See all webinars in the “Image your way to nature” series here.

At the mesoscopic scale, magnetic materials can display a complex magnetization spatial organization that arise from the balance between exchange, anisotropy and dipolar energies. Some of these textures, like domain walls, vortices or skyrmions, behave as solitons and their motion could bring some new possibilities in spintronic devices like shift register (race track) memories or oscillators. While a numerous number of imaging techniques are available (magneto-optics, electron microscopy, x-ray based microscope and scanning probe microscopy), magnetic force microscopy (MFM) is well adapted to this field, bringing high resolution and sensitivity and easy observation of devices in-operando.
In this webinar, I will review our results on MFM imaging for textures in model nanostructures and spintronic devices.
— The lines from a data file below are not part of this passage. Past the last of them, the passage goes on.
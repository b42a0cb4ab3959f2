//! Dynamic property values for documents.
//!
//! Backends receive properties as a map of name to [`FieldValue`]; the enum
//! covers the value kinds the benchmark datasets produce.

use std::fmt;

use serde::{Deserialize, Serialize};

/// Represents a value for a property in a document.
///
/// ```
/// use shardbench::document::field_value::FieldValue;
///
/// let text = FieldValue::from("Rust Programming");
/// assert_eq!(text.as_text(), Some("Rust Programming"));
///
/// let number = FieldValue::from(2024i64);
/// assert_eq!(number.as_integer(), Some(2024));
/// ```
#[derive(Debug, Clone, PartialEq, Serialize, Deserialize)]
#[serde(untagged)]
pub enum FieldValue {
    /// Text value
    Text(String),
    /// Integer value
    Integer(i64),
    /// Floating point value
    Float(f64),
    /// Boolean value
    Boolean(bool),
    /// Null value
    Null,
}

impl FieldValue {
    /// Get the value as text if it is text.
    pub fn as_text(&self) -> Option<&str> {
        match self {
            FieldValue::Text(s) => Some(s),
            _ => None,
        }
    }

    /// Get the value as an integer, parsing text when possible.
    pub fn as_integer(&self) -> Option<i64> {
        match self {
            FieldValue::Integer(i) => Some(*i),
            FieldValue::Text(s) => s.parse().ok(),
            _ => None,
        }
    }

    /// Get the value as a float, widening integers.
    pub fn as_float(&self) -> Option<f64> {
        match self {
            FieldValue::Float(f) => Some(*f),
            FieldValue::Integer(i) => Some(*i as f64),
            FieldValue::Text(s) => s.parse().ok(),
            _ => None,
        }
    }

    /// Get the value as a boolean.
    pub fn as_boolean(&self) -> Option<bool> {
        match self {
            FieldValue::Boolean(b) => Some(*b),
            FieldValue::Text(s) => match s.to_lowercase().as_str() {
                "true" | "yes" | "1" => Some(true),
                "false" | "no" | "0" => Some(false),
                _ => None,
            },
            _ => None,
        }
    }

    /// Check if this is a null value.
    pub fn is_null(&self) -> bool {
        matches!(self, FieldValue::Null)
    }
}

impl fmt::Display for FieldValue {
    fn fmt(&self, f: &mut fmt::Formatter<'_>) -> fmt::Result {
        match self {
            FieldValue::Text(s) => write!(f, "{s}"),
            FieldValue::Integer(i) => write!(f, "{i}"),
            FieldValue::Float(v) => write!(f, "{v}"),
            FieldValue::Boolean(b) => write!(f, "{b}"),
            FieldValue::Null => write!(f, "null"),
        }
    }
}

impl From<&str> for FieldValue {
    fn from(value: &str) -> Self {
        FieldValue::Text(value.to_string())
    }
}

impl From<String> for FieldValue {
    fn from(value: String) -> Self {
        FieldValue::Text(value)
    }
}

impl From<i64> for FieldValue {
    fn from(value: i64) -> Self {
        FieldValue::Integer(value)
    }
}

impl From<i32> for FieldValue {
    fn from(value: i32) -> Self {
        FieldValue::Integer(value as i64)
    }
}

impl From<f64> for FieldValue {
    fn from(value: f64) -> Self {
        FieldValue::Float(value)
    }
}

impl From<bool> for FieldValue {
    fn from(value: bool) -> Self {
        FieldValue::Boolean(value)
    }
}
In particular, I will discuss the difficulty to deal with tip induced perturbations that are inherent to this method, and the adaptation of MFM to operate directly on electrically connected devices.

Presented By : 
Stanislas Rohart, CNRS/Université Paris-Saclay, France

Stanislas is assistant researcher at CNRS/Université Paris-Saclay in France. He is interested in the physical properties of magnetic textures and their applications in spintronic applications and devices. To this purpose, he is an expert in scanning probe techniques (he has been involved into the development of magnetic ballistic electron emission microscopy and NV-center microscopy and is a common used of magnetic force microscopy). He pioneered some research on chiral magnetic textures (chiral domain walls and skyrmions), which lead to a renewed approach to this field.